The banking sector is taking a hit after this morning's yield curve inversion
Wall Street has been rocked today by news of an inverted yield curve. The banking sector is getting hit the hardest, as evidenced in the price action in the Financial Select Sector SPDR Fund (XLF), which is down 3.2% at $26.13, breaching support at its 160-day moving average, which contained a pullback in late May. Bank stock PNC Financial Services Group Inc (NYSE:PNC) is also staring at stiff losses, falling below a key trendline of its own.
More broadly, the technical picture for banks has already been dour, with the sector currently perched near the bottom of an internal scorecard compiled by Schaeffer's Senior Quantitative Rocky White. Heading into today, only 8% of the 45 stocks we track under the "banks" umbrella were above their 80-day moving average, and less than half of the covering analysts maintained a "buy" or better opinion, down from a year ago.
It looks like some options traders today are betting on more headwinds for the banking sector, too. XLF has seen around 143,000 put options change hands so far -- double the average intraday put volume and five times the number of calls traded. Most active is the August 26 put, where it's possible new positions are being purchased.
However, today's bearish trend is nothing new for the financial fund. Over the past two weeks, traders on the International Securities Exchange (ISE), Cboe Options Exchange (CBOE), and NASDAQ OMX PHLX (PHLX) have bought to open 2.07 XLF puts for every call.
Drilling down on PNC, the bank stock is down 2.1% to trade at $128.03. This has taken the security below its 160-day moving average, which has cushioned the shares since mid-April.

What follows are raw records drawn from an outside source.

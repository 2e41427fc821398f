use crate::model::id::GuestId;
use chrono::{DateTime, Utc};

// Guests are created lazily by the booking flow on first use of an email
// address. The core never deletes them.
#[derive(Debug, Clone)]
pub struct Guest {
    pub id: GuestId,
    pub name: String,
    pub email: String,
    pub created_at: DateTime<Utc>,
}
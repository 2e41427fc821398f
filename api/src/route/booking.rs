use axum::{
    routing::{delete, get, post, put},
    Router,
};
use registry::AppRegistry;

use crate::handler::booking::{
    cancel_booking, create_booking, delete_booking, show_booking_list,
};

pub fn build_booking_routers() -> Router<AppRegistry> {
    let booking_routers = Router::new()
        .route("/", post(create_booking))
        .route("/", get(show_booking_list))
        .route("/:booking_id/cancel", put(cancel_booking))
        .route("/:booking_id", delete(delete_booking));

    Router::new().nest("/bookings", booking_routers)
}
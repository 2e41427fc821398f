use crate::model::coupon::{CouponValidationResponse, ValidateCouponRequest};
use axum::{extract::State, Json};
use registry::AppRegistry;

pub async fn validate_coupon(
    State(registry): State<AppRegistry>,
    Json(req): Json<ValidateCouponRequest>,
) -> Json<CouponValidationResponse> {
    let response = match registry.coupon_registry().lookup(&req.code) {
        Some(rule) => CouponValidationResponse {
            valid: true,
            coupon: Some(rule.into()),
        },
        None => CouponValidationResponse {
            valid: false,
            coupon: None,
        },
    };
    Json(response)
}
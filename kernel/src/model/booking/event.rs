use crate::model::{coupon::CouponRule, id::RoomId};
use chrono::NaiveDate;
use derive_new::new;

// The coupon is resolved against the registry before the event is built;
// an unknown promo code arrives here as None.
#[derive(new)]
pub struct CreateBooking {
    pub guest_name: String,
    pub guest_email: String,
    pub room_id: RoomId,
    pub check_in: NaiveDate,
    pub check_out: NaiveDate,
    pub coupon: Option<CouponRule>,
}
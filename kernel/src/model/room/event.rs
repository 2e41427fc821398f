use crate::model::{
    id::RoomId,
    room::RoomStatus,
};
use rust_decimal::Decimal;

pub struct CreateRoom {
    pub room_number: String,
    pub room_type: String,
    pub price_per_night: Decimal,
    pub status: RoomStatus,
}

#[derive(Debug)]
pub struct UpdateRoom {
    pub room_id: RoomId,
    pub room_number: String,
    pub room_type: String,
    pub price_per_night: Decimal,
    pub status: RoomStatus,
}

#[derive(Debug)]
pub struct DeleteRoom {
    pub room_id: RoomId,
}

While PNC options volume pares in comparison to XLF trading today, puts are running at a quicker-than-usual clip, and are outpacing calls by a nearly 3-to-1 ratio. Speculators may be liquidating their now in-the-money September 125 puts -- the most active PNC option -- while others may be buying to open the November 100 put. PNC stock hasn't traded in double-digit territory since November 2016, so some of this put buying could be protective.